//! Store configuration from TOML (`[store]` section)

use serde::{Deserialize, Serialize};
use std::path::PathBuf;

/// Raw store configuration from TOML
#[derive(Debug, Clone, Default, PartialEq, Serialize, Deserialize)]
#[serde(default)]
pub struct FileStoreConfig {
    /// Snapshot file holding tasks, stories, users and votes
    pub path: Option<PathBuf>,
}

impl FileStoreConfig {
    /// Configured path, or `planning-poker/state.json` under the user data dir
    pub fn resolved_path(&self) -> PathBuf {
        match &self.path {
            Some(path) => path.clone(),
            None => super::data_file("state.json"),
        }
    }
}

#[cfg(test)]
mod tests {
    use super::*;

    #[test]
    fn test_store_path_deserialize() {
        let toml_str = r#"
[store]
path = "/tmp/poker.json"
"#;
        let config: super::super::FileConfig = toml::from_str(toml_str).unwrap();
        assert_eq!(config.store.resolved_path(), PathBuf::from("/tmp/poker.json"));
    }

    #[test]
    fn test_default_store_path() {
        let path = FileStoreConfig::default().resolved_path();
        assert!(path.ends_with("state.json"));
    }
}
//! Estimation entities
//!
//! Tasks own stories, a team of users and a deck of estimate cards. Stories
//! carry the round counter that the voting engine advances.

pub mod deck;
pub mod entities;
pub mod estimate;
pub mod ids;
pub mod iteration;

pub use deck::{CardTemplate, Deck};
pub use entities::{NewStory, NewTask, Story, Task, User, consensus_from_raw, consensus_to_raw};
pub use estimate::{Estimate, EstimateUnit, numeric_average};
pub use ids::{EstimateId, StoryId, TaskId, UserId};
pub use iteration::Iteration;
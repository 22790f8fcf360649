//! Serializable contents of the estimation store
//!
//! Rows are kept close to a relational layout: every table is keyed by its
//! id, team membership is a join table, and the story's consensus column
//! uses `-1` for "no consensus".

use poker_application::StoreError;
use poker_domain::estimation::{consensus_from_raw, consensus_to_raw};
use poker_domain::{Estimate, EstimateId, Iteration, Story, StoryId, Task, TaskId, User, UserId, Vote};
use serde::{Deserialize, Serialize};
use std::collections::BTreeMap;

/// Current snapshot layout version
pub const STATE_VERSION: u32 = 1;

/// A story row as stored
#[derive(Debug, Clone, PartialEq, Eq, Serialize, Deserialize)]
pub struct StoryRow {
    pub id: StoryId,
    pub task_id: TaskId,
    pub name: String,
    pub description: String,
    /// Estimate id, or `-1` while unresolved
    pub consensus: i64,
    pub iteration: Iteration,
}

impl From<&Story> for StoryRow {
    fn from(story: &Story) -> Self {
        Self {
            id: story.id,
            task_id: story.task_id,
            name: story.name.clone(),
            description: story.description.clone(),
            consensus: consensus_to_raw(story.consensus),
            iteration: story.iteration,
        }
    }
}

impl From<&StoryRow> for Story {
    fn from(row: &StoryRow) -> Self {
        Self {
            id: row.id,
            task_id: row.task_id,
            name: row.name.clone(),
            description: row.description.clone(),
            consensus: consensus_from_raw(row.consensus),
            iteration: row.iteration,
        }
    }
}

#[derive(Debug, Clone, Copy, PartialEq, Eq, PartialOrd, Ord, Serialize, Deserialize)]
pub struct Membership {
    pub task_id: TaskId,
    pub user_id: UserId,
}

/// Last id handed out per table. Ids are never reused, even after deletes.
#[derive(Debug, Clone, Default, PartialEq, Eq, Serialize, Deserialize)]
pub struct IdCounters {
    pub task: u64,
    pub story: u64,
    pub user: u64,
    pub estimate: u64,
}

/// Everything the store holds
#[derive(Debug, Clone, PartialEq, Serialize, Deserialize)]
pub struct StoreState {
    pub version: u32,
    pub last_ids: IdCounters,
    pub tasks: BTreeMap<TaskId, Task>,
    pub stories: BTreeMap<StoryId, StoryRow>,
    pub users: BTreeMap<UserId, User>,
    pub estimates: BTreeMap<EstimateId, Estimate>,
    pub team: Vec<Membership>,
    /// Append-only vote ledger, in insertion order
    pub votes: Vec<Vote>,
}

impl Default for StoreState {
    fn default() -> Self {
        Self {
            version: STATE_VERSION,
            last_ids: IdCounters::default(),
            tasks: BTreeMap::new(),
            stories: BTreeMap::new(),
            users: BTreeMap::new(),
            estimates: BTreeMap::new(),
            team: Vec::new(),
            votes: Vec::new(),
        }
    }
}

impl StoreState {
    /// Check that every reference points at an existing row and that the id
    /// counters are ahead of every stored id.
    pub fn check(&self) -> Result<(), StoreError> {
        if self.version != STATE_VERSION {
            return Err(StoreError::Corrupt(format!(
                "unsupported snapshot version {} (expected {})",
                self.version, STATE_VERSION
            )));
        }

        for story in self.stories.values() {
            if !self.tasks.contains_key(&story.task_id) {
                return Err(corrupt("story", story.id.get(), "task", story.task_id.get()));
            }
            if let Some(consensus) = consensus_from_raw(story.consensus)
                && !self.estimates.contains_key(&consensus)
            {
                return Err(corrupt("story", story.id.get(), "estimate", consensus.get()));
            }
        }
        for estimate in self.estimates.values() {
            if !self.tasks.contains_key(&estimate.task_id) {
                return Err(corrupt(
                    "estimate",
                    estimate.id.get(),
                    "task",
                    estimate.task_id.get(),
                ));
            }
        }
        for member in &self.team {
            if !self.tasks.contains_key(&member.task_id) || !self.users.contains_key(&member.user_id)
            {
                return Err(StoreError::Corrupt(format!(
                    "team row ({}, {}) points at a missing task or user",
                    member.task_id, member.user_id
                )));
            }
        }
        for vote in &self.votes {
            if !self.stories.contains_key(&vote.story_id)
                || !self.users.contains_key(&vote.user_id)
                || !self.estimates.contains_key(&vote.estimate_id)
            {
                return Err(StoreError::Corrupt(format!(
                    "vote on story {} by user {} points at a missing row",
                    vote.story_id, vote.user_id
                )));
            }
        }

        let behind = |last: u64, max: Option<u64>| max.is_some_and(|m| m > last);
        if behind(self.last_ids.task, self.tasks.keys().last().map(|k| k.get()))
            || behind(self.last_ids.story, self.stories.keys().last().map(|k| k.get()))
            || behind(self.last_ids.user, self.users.keys().last().map(|k| k.get()))
            || behind(
                self.last_ids.estimate,
                self.estimates.keys().last().map(|k| k.get()),
            )
        {
            return Err(StoreError::Corrupt(
                "id counters are behind the stored rows".to_string(),
            ));
        }

        Ok(())
    }

    pub fn is_member(&self, task: TaskId, user: UserId) -> bool {
        self.team.contains(&Membership {
            task_id: task,
            user_id: user,
        })
    }
}

fn corrupt(kind: &str, id: u64, target: &str, target_id: u64) -> StoreError {
    StoreError::Corrupt(format!("{kind} {id} points at missing {target} {target_id}"))
}
//! Lookups shared by the voting use cases

use super::error::VotingError;
use crate::ports::estimation_store::EstimationStore;
use poker_domain::{Estimate, EstimateId, Story, StoryId, Task, TaskId, User, UserEstimate, UserId, Vote};
use std::collections::HashMap;

pub(crate) async fn require_story<S: EstimationStore + ?Sized>(
    store: &S,
    id: StoryId,
) -> Result<Story, VotingError> {
    store.story(id).await?.ok_or(VotingError::StoryNotFound(id))
}

pub(crate) async fn require_task<S: EstimationStore + ?Sized>(
    store: &S,
    id: TaskId,
) -> Result<Task, VotingError> {
    store.task(id).await?.ok_or(VotingError::TaskNotFound(id))
}

pub(crate) async fn require_user<S: EstimationStore + ?Sized>(
    store: &S,
    id: UserId,
) -> Result<User, VotingError> {
    store.user_by_id(id).await?.ok_or(VotingError::UserNotFound(id))
}

pub(crate) async fn require_estimate<S: EstimationStore + ?Sized>(
    store: &S,
    id: EstimateId,
) -> Result<Estimate, VotingError> {
    store
        .estimate_by_id(id)
        .await?
        .ok_or(VotingError::EstimateNotFound(id))
}

/// Resolve ledger rows into (user, card) pairs, keeping the row order.
///
/// A row that points at a missing user or card is an error; it would
/// otherwise silently shrink the round.
pub(crate) async fn resolve_votes<S: EstimationStore + ?Sized>(
    store: &S,
    votes: &[Vote],
) -> Result<Vec<UserEstimate>, VotingError> {
    let mut users: HashMap<UserId, User> = HashMap::new();
    let mut estimates: HashMap<EstimateId, Estimate> = HashMap::new();
    let mut resolved = Vec::with_capacity(votes.len());

    for vote in votes {
        if !users.contains_key(&vote.user_id) {
            let user = require_user(store, vote.user_id).await?;
            users.insert(vote.user_id, user);
        }
        if !estimates.contains_key(&vote.estimate_id) {
            let estimate = require_estimate(store, vote.estimate_id).await?;
            estimates.insert(vote.estimate_id, estimate);
        }

        resolved.push(UserEstimate {
            user: users[&vote.user_id].clone(),
            estimate: estimates[&vote.estimate_id].clone(),
        });
    }

    Ok(resolved)
}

**EXERCISE REQUIREMENTS**
Only the count is wanted. Count the lines of the data above that include the string "keys".

**COMPLETED TASK**
4